Craig Brown first visited the Whitehorse emergency room last year with serious symptoms, and says he ran into problems almost immediately.
"I was wrongly diagnosed out of emergency as being chronic alcoholic,” said Brown.
After seeing the label of chronic alcoholic on his discharge papers, Brown corrected the error and started requesting all of his own documents. Nearly one year and 100-plus medical appointments later, he has collected multiple binders full of patient records.
Brown said the documents don’t lead to a definitive diagnosis, but illustrate systemic gaps. He believes those gaps have delayed his care.
“It's very easy to see in the paperwork where delays happen,” Brown said. “Communications don't happen in a timely manner. And no explanations, when asked by the patients, are given.”
Brown said his medical documents, obtained from the Whitehorse hospital and outside clinics, are often incomplete or have the wrong information. There are gaps in communication. He learned from his own records that his blood work results were labeled as "critical." One medical record, faxed from the hospital to his doctor, was missing multiple pages.
“Like, where’s the accountability?” Brown said. “I’ve had a full life – so in that regard, what will be, will be – but it’s a shame to see the medical system treating patients the way they are.”
Lack of information flow between hospitals and clinics is a noted problem that’s been discussed internally between his department, the Yukon Medical Association and the Yukon Hospital Corporation, said Health Minister Brad Cathers in a phone interview.
Cathers said different service providers are using different computer systems, which don’t interface with each other.

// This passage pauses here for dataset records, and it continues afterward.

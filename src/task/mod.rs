pub mod correctness;
pub mod kind;

pub use correctness::{Correctness, DecodedMatch, MarginMatch};
pub use kind::TaskKind;
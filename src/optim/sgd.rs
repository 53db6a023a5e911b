use crate::network::model::Param;
use crate::optim::optimizer::Optimizer;

/// Stochastic gradient descent with heavy-ball momentum.
pub struct Sgd {
    pub learning_rate: f64,
    pub momentum: f64,
    velocity: Vec<Vec<f64>>,
}

impl Sgd {
    pub fn new(learning_rate: f64, momentum: f64) -> Sgd {
        Sgd { learning_rate, momentum, velocity: Vec::new() }
    }
}

impl Optimizer for Sgd {
    fn step(&mut self, params: Vec<Param<'_>>) {
        let first_step = self.velocity.is_empty();
        if first_step {
            self.velocity = params.iter().map(|p| vec![0.0; p.value.data.len()]).collect();
        }
        assert_eq!(self.velocity.len(), params.len(), "parameter set changed between steps");

        for (param, buf) in params.into_iter().zip(self.velocity.iter_mut()) {
            for ((w, &g), v) in param.value.data.iter_mut().zip(&param.grad.data).zip(buf.iter_mut()) {
                // The first step seeds the buffer with the raw gradient.
                *v = if first_step { g } else { self.momentum * *v + g };
                *w -= self.learning_rate * *v;
            }
        }
    }

    fn learning_rate(&self) -> f64 {
        self.learning_rate
    }

    fn set_learning_rate(&mut self, lr: f64) {
        self.learning_rate = lr;
    }

    fn momentum(&self) -> f64 {
        self.momentum
    }

    fn set_momentum(&mut self, momentum: f64) {
        self.momentum = momentum;
    }
}
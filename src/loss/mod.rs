pub mod criterion;
pub mod huber;
pub mod loss_type;
pub mod mse;

pub use criterion::Criterion;
pub use huber::HuberLoss;
pub use loss_type::LossType;
pub use mse::MseLoss;
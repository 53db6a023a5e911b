pub mod plot;
pub mod reporter;

pub use plot::render_curves;
pub use reporter::{checkpoint_file_name, run_timestamp, ReportPaths, RunReporter};
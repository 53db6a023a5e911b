/// A differentiable per-example loss `(output, target) → scalar`.
pub trait Criterion {
    fn loss(&self, predicted: &[f64], expected: &[f64]) -> f64;

    /// `∂loss/∂predicted` for one example.
    fn gradient(&self, predicted: &[f64], expected: &[f64]) -> Vec<f64>;

    /// Mean per-example loss over a batch of outputs.
    fn batch_loss(&self, predicted: &[Vec<f64>], expected: &[Vec<f64>]) -> f64 {
        if predicted.is_empty() {
            return 0.0;
        }
        let total: f64 = predicted.iter().zip(expected)
            .map(|(p, e)| self.loss(p, e))
            .sum();
        total / predicted.len() as f64
    }
}
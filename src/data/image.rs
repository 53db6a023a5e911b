//! Board image preprocessing.
//!
//! Images are decoded (PNG/JPEG/BMP/GIF), resized to the configured
//! dimensions, converted to grayscale and normalized to [0, 1].

use std::path::{Path, PathBuf};

use crate::error::{Result, TrainError};

const IMAGE_EXTENSIONS: [&str; 5] = ["png", "jpg", "jpeg", "bmp", "gif"];

/// Loads an image file as a flat grayscale vector of length `width * height`.
pub fn load_grayscale(path: &Path, width: u32, height: u32) -> Result<Vec<f64>> {
    let img = image::open(path)?;
    let resized = img.resize_exact(width, height, image::imageops::FilterType::Triangle);
    let gray = resized.to_luma8();
    Ok(gray.pixels().map(|p| p.0[0] as f64 / 255.0).collect())
}

/// Turns a flat row-major image by 180°.
pub fn rotate_half_turn(pixels: &[f64]) -> Vec<f64> {
    pixels.iter().rev().copied().collect()
}

/// Lists the image files directly inside `dir`, sorted by name and capped
/// at `max` entries.
pub fn list_images(dir: &Path, max: Option<usize>) -> Result<Vec<PathBuf>> {
    if !dir.is_dir() {
        return Err(TrainError::dataset(format!("data source {} is not a directory", dir.display())));
    }
    let mut files = Vec::new();
    for entry in std::fs::read_dir(dir)? {
        let path = entry?.path();
        let is_image = path.is_file()
            && path.extension()
                .and_then(|ext| ext.to_str())
                .is_some_and(|ext| IMAGE_EXTENSIONS.contains(&ext.to_ascii_lowercase().as_str()));
        if is_image {
            files.push(path);
        }
    }
    files.sort();
    if let Some(max) = max {
        files.truncate(max);
    }
    if files.is_empty() {
        return Err(TrainError::dataset(format!("data source {} contains no images", dir.display())));
    }
    Ok(files)
}

#[cfg(test)]
mod tests {
    use super::*;

    #[test]
    fn half_turn_reverses_pixels() {
        assert_eq!(rotate_half_turn(&[0.0, 0.25, 0.5, 1.0]), vec![1.0, 0.5, 0.25, 0.0]);
    }

    #[test]
    fn grayscale_is_normalized_and_resized() {
        let dir = tempfile::tempdir().unwrap();
        let path = dir.path().join("white.png");
        image::GrayImage::from_pixel(8, 8, image::Luma([255u8])).save(&path).unwrap();

        let pixels = load_grayscale(&path, 4, 2).unwrap();
        assert_eq!(pixels.len(), 8);
        assert!(pixels.iter().all(|&p| (p - 1.0).abs() < 1e-9));
    }

    #[test]
    fn listing_skips_other_files_and_caps() {
        let dir = tempfile::tempdir().unwrap();
        for name in ["b.png", "a.png", "c.png"] {
            image::GrayImage::new(2, 2).save(dir.path().join(name)).unwrap();
        }
        std::fs::write(dir.path().join("notes.txt"), "x").unwrap();

        let files = list_images(dir.path(), Some(2)).unwrap();
        let names: Vec<_> = files.iter().map(|p| p.file_name().unwrap().to_str().unwrap()).collect();
        assert_eq!(names, vec!["a.png", "b.png"]);
    }

    #[test]
    fn missing_source_is_a_dataset_error() {
        let dir = tempfile::tempdir().unwrap();
        let missing = dir.path().join("nope");
        assert!(matches!(list_images(&missing, None), Err(TrainError::Dataset(_))));
        assert!(matches!(list_images(dir.path(), None), Err(TrainError::Dataset(_))));
    }
}
use serde::{Deserialize, Serialize};

use crate::eval::evaluator::Evaluation;

/// Windowed training-loss report, emitted every `loss_report_every`
/// batches of a pass.
#[derive(Debug, Clone, Copy, PartialEq, Serialize, Deserialize)]
pub struct LossReport {
    /// Optimizer steps completed so far in the run.
    pub step: usize,
    pub total_steps: usize,
    /// 1-based batch number within the current pass.
    pub batch: usize,
    /// Mean batch loss since the previous report of this pass.
    pub mean_loss: f64,
    pub lr: f64,
}

/// Result of one periodic (or final) evaluation.
#[derive(Debug, Clone, Copy, PartialEq, Serialize, Deserialize)]
pub struct EvalReport {
    pub step: usize,
    pub evaluation: Evaluation,
    /// Whether this evaluation replaced the best snapshot.
    pub improved: bool,
}

/// Progress events sent on `LoopConfig::progress_tx`.
///
/// Receivers (tests, dashboards) get events in the order they happen. A
/// dropped receiver does not stop training.
#[derive(Debug, Clone, Copy, PartialEq, Serialize, Deserialize)]
#[serde(tag = "kind", rename_all = "snake_case")]
pub enum TrainEvent {
    Loss(LossReport),
    Evaluation(EvalReport),
}
mod app;
mod config;
mod error;
mod game;
mod input;
mod logging;
mod render;
mod track;

use anyhow::Result;
use clap::Parser;

fn main() -> Result<()> {
    let settings = config::Settings::from_args(config::Args::parse())?;
    logging::init(settings.log_path.as_deref())?;
    app::run(settings)
}
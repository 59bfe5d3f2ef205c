use anyhow::{Context, Result};
use std::fs::File;
use std::path::Path;
use std::sync::Mutex;
use tracing_subscriber::EnvFilter;

/// Installs a file-backed subscriber. The terminal belongs to the renderer,
/// so without a path nothing is logged.
pub(crate) fn init(path: Option<&Path>) -> Result<()> {
    let Some(path) = path else {
        return Ok(());
    };
    let file = File::create(path)
        .with_context(|| format!("could not create log file {}", path.display()))?;
    let filter = EnvFilter::try_from_default_env().unwrap_or_else(|_| EnvFilter::new("info"));
    tracing_subscriber::fmt()
        .with_env_filter(filter)
        .with_writer(Mutex::new(file))
        .with_ansi(false)
        .with_target(false)
        .try_init()
        .map_err(|e| anyhow::anyhow!(e))
        .context("could not install log subscriber")?;
    Ok(())
}
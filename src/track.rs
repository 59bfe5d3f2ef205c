use crate::error::GeometryError;
use rand::Rng;
use std::collections::VecDeque;
use std::ops::Range;

/// Shape of the corridor: screen width, half-width of the road, the
/// safety margin kept between the road edge and the screen edge, and the
/// largest row-to-row shift of the center.
#[derive(Clone, Copy, Debug, PartialEq, Eq)]
pub(crate) struct TrackGeometry {
    pub(crate) width: i32,
    pub(crate) half_width: i32,
    pub(crate) margin: i32,
    pub(crate) step_bound: i32,
}

impl TrackGeometry {
    pub(crate) fn new(
        width: i32,
        half_width: i32,
        margin: i32,
        step_bound: i32,
    ) -> Result<Self, GeometryError> {
        if half_width < 1 {
            return Err(GeometryError::InvalidParameter("half width must be at least 1"));
        }
        if margin < 0 {
            return Err(GeometryError::InvalidParameter("margin cannot be negative"));
        }
        if step_bound < 0 {
            return Err(GeometryError::InvalidParameter("step bound cannot be negative"));
        }
        let required = Self::min_width(half_width, margin);
        if width < required {
            return Err(GeometryError::TooNarrow { width, required });
        }
        Ok(Self {
            width,
            half_width,
            margin,
            step_bound,
        })
    }

    /// Narrowest screen that still leaves one legal center column.
    pub(crate) fn min_width(half_width: i32, margin: i32) -> i32 {
        2 * (half_width + margin) + 1
    }

    /// Half-open range of legal center columns.
    pub(crate) fn center_range(&self) -> Range<i32> {
        let edge = self.half_width + self.margin;
        edge..self.width - edge
    }

    pub(crate) fn clamp_center(&self, c: i32) -> i32 {
        let r = self.center_range();
        c.clamp(r.start, r.end - 1)
    }

    pub(crate) fn mid_center(&self) -> i32 {
        self.clamp_center(self.width / 2)
    }
}

/// Random walk over center columns. Each value is the previous one plus a
/// uniform step in `-step..=step`, clamped (never reflected) into the
/// legal center range on both sides.
#[derive(Clone, Copy, Debug)]
pub(crate) struct BoundedWalk {
    lo: i32,
    hi: i32,
    mid: i32,
    step: i32,
}

impl BoundedWalk {
    pub(crate) fn new(geometry: &TrackGeometry) -> Self {
        let r = geometry.center_range();
        Self {
            lo: r.start,
            hi: r.end - 1,
            mid: geometry.mid_center(),
            step: geometry.step_bound,
        }
    }

    /// `None` means no previous row has been seen yet; the walk then
    /// starts from mid-screen.
    pub(crate) fn apply(&self, prev: Option<i32>, delta: i32) -> i32 {
        let prev = prev.unwrap_or(self.mid);
        prev.saturating_add(delta).clamp(self.lo, self.hi)
    }

    pub(crate) fn next<R: Rng + ?Sized>(&self, prev: Option<i32>, rng: &mut R) -> i32 {
        let delta = if self.step == 0 {
            0
        } else {
            rng.gen_range(-self.step..=self.step)
        };
        self.apply(prev, delta)
    }
}

/// Initial corridor shape.
#[derive(Clone, Copy, Debug, PartialEq)]
pub(crate) enum Seed {
    Flat(i32),
    Sine {
        center: i32,
        amplitude: f64,
        period: f64,
    },
}

impl Seed {
    /// Gentle S-bend around `center`: five columns of swing every six rows.
    pub(crate) fn curvy(center: i32) -> Self {
        Seed::Sine {
            center,
            amplitude: 5.0,
            period: 6.0,
        }
    }

    fn center_for_row(&self, row: usize) -> i32 {
        match *self {
            Seed::Flat(c) => c,
            Seed::Sine {
                center,
                amplitude,
                period,
            } => {
                let period = if period.abs() < f64::EPSILON { 1.0 } else { period };
                center + (amplitude * (row as f64 / period).sin()) as i32
            }
        }
    }
}

/// Scrolling corridor. Row 0 is the far end (top of the screen); rows
/// move toward higher indices as the road scrolls past the player.
#[derive(Clone, Debug)]
pub(crate) struct RoadTrack {
    geometry: TrackGeometry,
    walk: BoundedWalk,
    centers: VecDeque<i32>,
}

impl RoadTrack {
    pub(crate) fn create(
        rows: i32,
        geometry: TrackGeometry,
        seed: Seed,
    ) -> Result<Self, GeometryError> {
        if rows < 1 {
            return Err(GeometryError::TooShort { rows, required: 1 });
        }
        let mut track = Self {
            geometry,
            walk: BoundedWalk::new(&geometry),
            centers: VecDeque::with_capacity(rows as usize),
        };
        track.centers.resize(rows as usize, geometry.mid_center());
        track.seed(seed);
        Ok(track)
    }

    pub(crate) fn seed(&mut self, seed: Seed) {
        let geometry = self.geometry;
        for (row, c) in self.centers.iter_mut().enumerate() {
            *c = geometry.clamp_center(seed.center_for_row(row));
        }
    }

    pub(crate) fn reseed_flat(&mut self) {
        self.seed(Seed::Flat(self.geometry.mid_center()));
    }

    /// Drops the nearest row, shifts everything one row closer and walks
    /// a new far row from the previous far row.
    pub(crate) fn scroll_and_generate<R: Rng + ?Sized>(&mut self, rng: &mut R) {
        let prev = self.centers.front().copied();
        let next = self.walk.next(prev, rng);
        self.centers.pop_back();
        self.centers.push_front(next);
    }

    /// True when `column` is strictly between the two road edges of `row`.
    /// Rows outside the track read the nearest valid row.
    pub(crate) fn contains(&self, row: i32, column: i32) -> bool {
        let (left, right) = self.edges(row);
        left < column && column < right
    }

    pub(crate) fn center_at(&self, row: i32) -> i32 {
        let last = self.centers.len() as i32 - 1;
        self.centers[row.clamp(0, last) as usize]
    }

    /// Border columns of `row`. Both are off-road.
    pub(crate) fn edges(&self, row: i32) -> (i32, i32) {
        let c = self.center_at(row);
        (c - self.geometry.half_width, c + self.geometry.half_width)
    }

    pub(crate) fn centers(&self) -> impl Iterator<Item = i32> + '_ {
        self.centers.iter().copied()
    }

    pub(crate) fn rows(&self) -> usize {
        self.centers.len()
    }

    pub(crate) fn geometry(&self) -> &TrackGeometry {
        &self.geometry
    }
}
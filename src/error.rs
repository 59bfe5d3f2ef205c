use thiserror::Error;

/// Terminal or track dimensions that cannot host a playable corridor.
#[derive(Debug, Clone, PartialEq, Eq, Error)]
pub(crate) enum GeometryError {
    #[error("terminal is {width} columns wide, need at least {required}")]
    TooNarrow { width: i32, required: i32 },
    #[error("terminal is {rows} rows tall, need at least {required}")]
    TooShort { rows: i32, required: i32 },
    #[error("invalid track parameter: {0}")]
    InvalidParameter(&'static str),
}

A planned territory-wide rollout of 1Health, an electronic platform for medical documents, wasn’t actually implemented across hospitals and community clinics as planned.
“The Yukon system is largely dependent on paper systems, still, and that poses a problem sometimes,” Cathers said, adding that a technology upgrade and system overhaul is needed to fix the problem. He said a consultant is being hired to find a solution.
Brown said communication gaps aren’t the only issues he’s seen.
Health care settings seem understaffed, he said, and he’s been repeatedly rushed through follow-up appointments with physicians who seem too hurried to look carefully at his test results. During longer hospital stays, he noticed health-care workers seemed “under a lot of pressure."
The Whitehorse hospital has been widely reported as suffering from capacity issues in recent years. Cathers says the hospital is at 100 per cent capacity most of the time and major upgrades are overdue. Population growth trajectories signify that demand is only going to increase.